▸ **Task statement**
Examine the records and identify each line that includes the string "failure". Copy those lines.
━━━━━━
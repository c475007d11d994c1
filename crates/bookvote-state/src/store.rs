//! StateStore — redb-backed persistence for books, votes and the vote epoch.
//!
//! Books are replaced wholesale on import, votes accumulate one insert at a
//! time until a reset, and the epoch only ever moves forward. The store
//! supports both on-disk and in-memory backends (the latter for testing).

use std::path::Path;
use std::sync::Arc;

use redb::{
    Database, DatabaseError, ReadableDatabase, ReadableTable, StorageError, TableDefinition,
    WriteTransaction,
};
use tracing::{debug, info, warn};

use bookvote_core::{Allocation, Book, INITIAL_EPOCH, VoteBook, VoteEpoch, VoterId};

use crate::error::{StateError, StateResult};
use crate::tables::*;

/// Convert any `Display` error into a `StateError` variant via a closure factory.
macro_rules! map_err {
    ($variant:ident) => {
        |e| StateError::$variant(e.to_string())
    };
}

/// Thread-safe state store backed by redb.
#[derive(Clone)]
pub struct StateStore {
    db: Arc<Database>,
}

impl StateStore {
    /// Open (or create) a persistent state store at the given path.
    pub fn open(path: &Path) -> StateResult<Self> {
        let db = Database::create(path).map_err(open_error)?;
        let store = Self { db: Arc::new(db) };
        store.ensure_tables()?;
        debug!(?path, "state store opened");
        Ok(store)
    }

    /// Like [`StateStore::open`], but a file redb cannot read as a database
    /// is moved aside to `*.corrupt` and replaced by a fresh database.
    pub fn open_or_repair(path: &Path) -> StateResult<Self> {
        match Self::open(path) {
            Err(StateError::Corrupted(reason)) => {
                let quarantine = path.with_extension("redb.corrupt");
                warn!(?path, ?quarantine, %reason, "database corrupted, starting with empty state");
                std::fs::rename(path, &quarantine)?;
                Self::open(path)
            }
            other => other,
        }
    }

    /// Create an ephemeral in-memory state store (for testing).
    pub fn open_in_memory() -> StateResult<Self> {
        let backend = redb::backends::InMemoryBackend::new();
        let db = Database::builder()
            .create_with_backend(backend)
            .map_err(map_err!(Open))?;
        let store = Self { db: Arc::new(db) };
        store.ensure_tables()?;
        debug!("in-memory state store opened");
        Ok(store)
    }

    /// Create all tables if they don't exist yet.
    fn ensure_tables(&self) -> StateResult<()> {
        let txn = self.db.begin_write().map_err(map_err!(Transaction))?;
        // Opening a table in a write transaction creates it if absent.
        txn.open_table(BOOKS).map_err(map_err!(Table))?;
        txn.open_table(VOTES).map_err(map_err!(Table))?;
        txn.open_table(META).map_err(map_err!(Table))?;
        txn.commit().map_err(map_err!(Transaction))?;
        Ok(())
    }

    // ── Books ──────────────────────────────────────────────────────

    /// All books in import order. Empty when nothing was imported yet.
    ///
    /// A record that fails to deserialize empties the whole table.
    pub fn load_books(&self) -> StateResult<Vec<Book>> {
        let loaded: Result<Vec<Book>, serde_json::Error> = {
            let txn = self.db.begin_read().map_err(map_err!(Transaction))?;
            let table = txn.open_table(BOOKS).map_err(map_err!(Table))?;
            let mut books = Vec::new();
            let mut failure = None;
            for entry in table.iter().map_err(map_err!(Read))? {
                let (_, value) = entry.map_err(map_err!(Read))?;
                match serde_json::from_slice(value.value()) {
                    Ok(book) => books.push(book),
                    Err(e) => {
                        failure = Some(e);
                        break;
                    }
                }
            }
            failure.map_or(Ok(books), Err)
        };

        match loaded {
            Ok(books) => Ok(books),
            Err(e) => {
                warn!(error = %e, "corrupt book record, resetting book store to empty");
                self.clear(BOOKS)?;
                Ok(Vec::new())
            }
        }
    }

    /// Replace the whole book list with `books`.
    pub fn save_books(&self, books: &[Book]) -> StateResult<()> {
        let encoded = books
            .iter()
            .map(serde_json::to_vec)
            .collect::<Result<Vec<_>, _>>()
            .map_err(map_err!(Serialize))?;

        let txn = self.db.begin_write().map_err(map_err!(Transaction))?;
        clear_table(&txn, BOOKS)?;
        {
            let mut table = txn.open_table(BOOKS).map_err(map_err!(Table))?;
            for (position, value) in encoded.iter().enumerate() {
                table
                    .insert(book_key(position).as_str(), value.as_slice())
                    .map_err(map_err!(Write))?;
            }
        }
        txn.commit().map_err(map_err!(Transaction))?;
        info!(count = books.len(), "book store replaced");
        Ok(())
    }

    // ── Votes ──────────────────────────────────────────────────────

    /// Every stored allocation keyed by voter id.
    ///
    /// A record that fails to deserialize empties the whole table.
    pub fn load_votes(&self) -> StateResult<VoteBook> {
        let loaded: Result<VoteBook, serde_json::Error> = {
            let txn = self.db.begin_read().map_err(map_err!(Transaction))?;
            let table = txn.open_table(VOTES).map_err(map_err!(Table))?;
            let mut votes = VoteBook::new();
            let mut failure = None;
            for entry in table.iter().map_err(map_err!(Read))? {
                let (key, value) = entry.map_err(map_err!(Read))?;
                match serde_json::from_slice::<Allocation>(value.value()) {
                    Ok(allocation) => {
                        votes.insert(key.value().to_string(), allocation);
                    }
                    Err(e) => {
                        failure = Some(e);
                        break;
                    }
                }
            }
            failure.map_or(Ok(votes), Err)
        };

        match loaded {
            Ok(votes) => Ok(votes),
            Err(e) => {
                warn!(error = %e, "corrupt vote record, resetting vote store to empty");
                self.clear(VOTES)?;
                Ok(VoteBook::new())
            }
        }
    }

    /// Store one voter's allocation. Returns the epoch the vote was recorded in.
    pub fn record_vote(&self, voter: &VoterId, allocation: &Allocation) -> StateResult<VoteEpoch> {
        let value = serde_json::to_vec(allocation).map_err(map_err!(Serialize))?;
        let txn = self.db.begin_write().map_err(map_err!(Transaction))?;
        let epoch = read_epoch(&txn)?;
        {
            let mut table = txn.open_table(VOTES).map_err(map_err!(Table))?;
            table
                .insert(voter.as_str(), value.as_slice())
                .map_err(map_err!(Write))?;
        }
        txn.commit().map_err(map_err!(Transaction))?;
        debug!(%voter, epoch, entries = allocation.len(), "vote recorded");
        Ok(epoch)
    }

    // ── Epoch ──────────────────────────────────────────────────────

    /// Current vote epoch; [`INITIAL_EPOCH`] until the first reset.
    pub fn vote_epoch(&self) -> StateResult<VoteEpoch> {
        let txn = self.db.begin_read().map_err(map_err!(Transaction))?;
        let table = txn.open_table(META).map_err(map_err!(Table))?;
        let epoch = table
            .get(VOTE_EPOCH_KEY)
            .map_err(map_err!(Read))?
            .map_or(INITIAL_EPOCH, |guard| decode_epoch(guard.value()));
        Ok(epoch)
    }

    /// Drop every vote and advance the epoch, atomically. Returns the new epoch.
    pub fn reset_votes(&self) -> StateResult<VoteEpoch> {
        let txn = self.db.begin_write().map_err(map_err!(Transaction))?;
        let cleared = clear_table(&txn, VOTES)?;
        let epoch = read_epoch(&txn)?.saturating_add(1);
        {
            let mut table = txn.open_table(META).map_err(map_err!(Table))?;
            let value = serde_json::to_vec(&epoch).map_err(map_err!(Serialize))?;
            table
                .insert(VOTE_EPOCH_KEY, value.as_slice())
                .map_err(map_err!(Write))?;
        }
        txn.commit().map_err(map_err!(Transaction))?;
        info!(cleared, epoch, "votes reset");
        Ok(epoch)
    }

    fn clear(&self, def: TableDefinition<&str, &[u8]>) -> StateResult<()> {
        let txn = self.db.begin_write().map_err(map_err!(Transaction))?;
        clear_table(&txn, def)?;
        txn.commit().map_err(map_err!(Transaction))?;
        Ok(())
    }

    #[cfg(test)]
    fn put_raw(&self, def: TableDefinition<&str, &[u8]>, key: &str, value: &[u8]) {
        let txn = self.db.begin_write().unwrap();
        {
            let mut table = txn.open_table(def).unwrap();
            table.insert(key, value).unwrap();
        }
        txn.commit().unwrap();
    }
}

/// Remove every row of `def` inside `txn`. Returns how many were removed.
fn clear_table(txn: &WriteTransaction, def: TableDefinition<&str, &[u8]>) -> StateResult<usize> {
    let mut table = txn.open_table(def).map_err(map_err!(Table))?;
    let keys: Vec<String> = table
        .iter()
        .map_err(map_err!(Read))?
        .filter_map(|entry| {
            let (key, _) = entry.ok()?;
            Some(key.value().to_string())
        })
        .collect();
    for key in &keys {
        table.remove(key.as_str()).map_err(map_err!(Write))?;
    }
    Ok(keys.len())
}

fn read_epoch(txn: &WriteTransaction) -> StateResult<VoteEpoch> {
    let table = txn.open_table(META).map_err(map_err!(Table))?;
    let epoch = table
        .get(VOTE_EPOCH_KEY)
        .map_err(map_err!(Read))?
        .map_or(INITIAL_EPOCH, |guard| decode_epoch(guard.value()));
    Ok(epoch)
}

fn decode_epoch(raw: &[u8]) -> VoteEpoch {
    serde_json::from_slice(raw).unwrap_or_else(|e| {
        warn!(error = %e, "corrupt vote epoch, falling back to {INITIAL_EPOCH}");
        INITIAL_EPOCH
    })
}

/// redb reports a file that is not a database as an `InvalidData` or
/// `UnexpectedEof` I/O error rather than as `Corrupted`.
fn open_error(e: DatabaseError) -> StateError {
    match e {
        DatabaseError::Storage(StorageError::Corrupted(reason)) => StateError::Corrupted(reason),
        DatabaseError::Storage(StorageError::Io(io))
            if matches!(
                io.kind(),
                std::io::ErrorKind::InvalidData | std::io::ErrorKind::UnexpectedEof
            ) =>
        {
            StateError::Corrupted(io.to_string())
        }
        other => StateError::Open(other.to_string()),
    }
}
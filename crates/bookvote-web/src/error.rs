use axum::http::StatusCode;
use axum::response::{IntoResponse, Response};
use thiserror::Error;
use tracing::error;

use bookvote_state::StateError;

use crate::views::{NoticeTemplate, render};

#[derive(Error, Debug)]
pub enum WebError {
    #[error("state store failure: {0}")]
    Store(#[from] StateError),

    #[error("internal error: {0}")]
    Internal(String),
}

impl IntoResponse for WebError {
    fn into_response(self) -> Response {
        error!(error = %self, "request failed");
        let page = render(NoticeTemplate {
            message: "Something went wrong on our side. Please try again later.".to_string(),
        });
        (StatusCode::INTERNAL_SERVER_ERROR, page).into_response()
    }
}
━━━━━━
▸ **Exercise output**
            let mut failure = None;
                        failure = Some(e);
            failure.map_or(Ok(books), Err)
            let mut failure = None;
                        failure = Some(e);
            failure.map_or(Ok(votes), Err)
    #[error("state store failure: {0}")]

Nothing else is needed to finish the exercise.